TASK ITEM → Each entry must be written out again exactly as it stands.

====== INPUT DATA ======

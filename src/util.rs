use std::fmt;

/// Encodes `bytes` as a lowercase hex string, most significant nibble first.
///
/// ```
/// assert_eq!(cavp_oracle::encode_hex([0x00, 0xff, 0x10]), "00ff10");
/// ```
pub fn encode_hex<B: AsRef<[u8]>>(bytes: B) -> String {
    hex::encode(bytes)
}

/// Renders a byte buffer as lowercase hex when formatted, without allocating upfront.
///
/// Meant for log statements, so that buffers are only encoded if the log level is enabled:
/// ```
/// use cavp_oracle::HexDisplay;
/// let tag = [0xab, 0x6e];
/// assert_eq!(format!("{}", HexDisplay(&tag)), "ab6e");
/// ```
#[derive(Clone, Copy, Debug, PartialEq, Eq)]
pub struct HexDisplay<'a>(pub &'a [u8]);

impl fmt::Display for HexDisplay<'_> {
    fn fmt(&self, f: &mut fmt::Formatter<'_>) -> fmt::Result {
        self.0.iter().try_for_each(|byte| write!(f, "{byte:02x}"))
    }
}

#[cfg(test)]
pub mod test {
    use super::{encode_hex, HexDisplay};
    use pretty_assertions::assert_eq;
    use test_case::test_case;

    #[allow(clippy::missing_panics_doc)]
    pub fn assert_bytes_eq(l: &[u8], r: &[u8]) {
        assert_eq!(encode_hex(l), encode_hex(r));
    }

    #[test_case(&[], ""; "empty")]
    #[test_case(&[0x00, 0xff, 0x10], "00ff10"; "mixed nibbles")]
    #[test_case(&[0x0a, 0xb0], "0ab0"; "leading zero nibble")]
    #[test_case(&[0xde, 0xad, 0xbe, 0xef], "deadbeef"; "lowercase")]
    fn encodes_known_bytes(bytes: &[u8], expected: &str) {
        assert_eq!(encode_hex(bytes), expected);
        assert_eq!(HexDisplay(bytes).to_string(), expected);
    }

    #[test]
    fn encoding_doubles_length_and_decodes_back() {
        let bytes: Vec<u8> = (0..=u8::MAX).collect();
        let encoded = encode_hex(&bytes);

        assert_eq!(encoded.len(), 2 * bytes.len());
        assert_eq!(hex::decode(&encoded).unwrap(), bytes);
    }
}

======

EXERCISE SOLUTION →
filename src/util.rs
use std::fmt;

/// Encodes `bytes` as a lowercase hex string, most significant nibble first.
///
/// ```
/// assert_eq!(cavp_oracle::encode_hex([0x00, 0xff, 0x10]), "00ff10");
/// ```
pub fn encode_hex<B: AsRef<[u8]>>(bytes: B) -> String {
    hex::encode(bytes)
}

/// Renders a byte buffer as lowercase hex when formatted, without allocating upfront.
///
/// Meant for log statements, so that buffers are only encoded if the log level is enabled:
/// ```
/// use cavp_oracle::HexDisplay;
/// let tag = [0xab, 0x6e];
/// assert_eq!(format!("{}", HexDisplay(&tag)), "ab6e");
/// ```
#[derive(Clone, Copy, Debug, PartialEq, Eq)]
pub struct HexDisplay<'a>(pub &'a [u8]);

impl fmt::Display for HexDisplay<'_> {
    fn fmt(&self, f: &mut fmt::Formatter<'_>) -> fmt::Result {
        self.0.iter().try_for_each(|byte| write!(f, "{byte:02x}"))
    }
}

#[cfg(test)]
pub mod test {
    use super::{encode_hex, HexDisplay};
    use pretty_assertions::assert_eq;
    use test_case::test_case;

    #[allow(clippy::missing_panics_doc)]
    pub fn assert_bytes_eq(l: &[u8], r: &[u8]) {
        assert_eq!(encode_hex(l), encode_hex(r));
    }

    #[test_case(&[], ""; "empty")]
    #[test_case(&[0x00, 0xff, 0x10], "00ff10"; "mixed nibbles")]
    #[test_case(&[0x0a, 0xb0], "0ab0"; "leading zero nibble")]
    #[test_case(&[0xde, 0xad, 0xbe, 0xef], "deadbeef"; "lowercase")]
    fn encodes_known_bytes(bytes: &[u8], expected: &str) {
        assert_eq!(encode_hex(bytes), expected);
        assert_eq!(HexDisplay(bytes).to_string(), expected);
    }

    #[test]
    fn encoding_doubles_length_and_decodes_back() {
        let bytes: Vec<u8> = (0..=u8::MAX).collect();
        let encoded = encode_hex(&bytes);

        assert_eq!(encoded.len(), 2 * bytes.len());
        assert_eq!(hex::decode(&encoded).unwrap(), bytes);
    }
}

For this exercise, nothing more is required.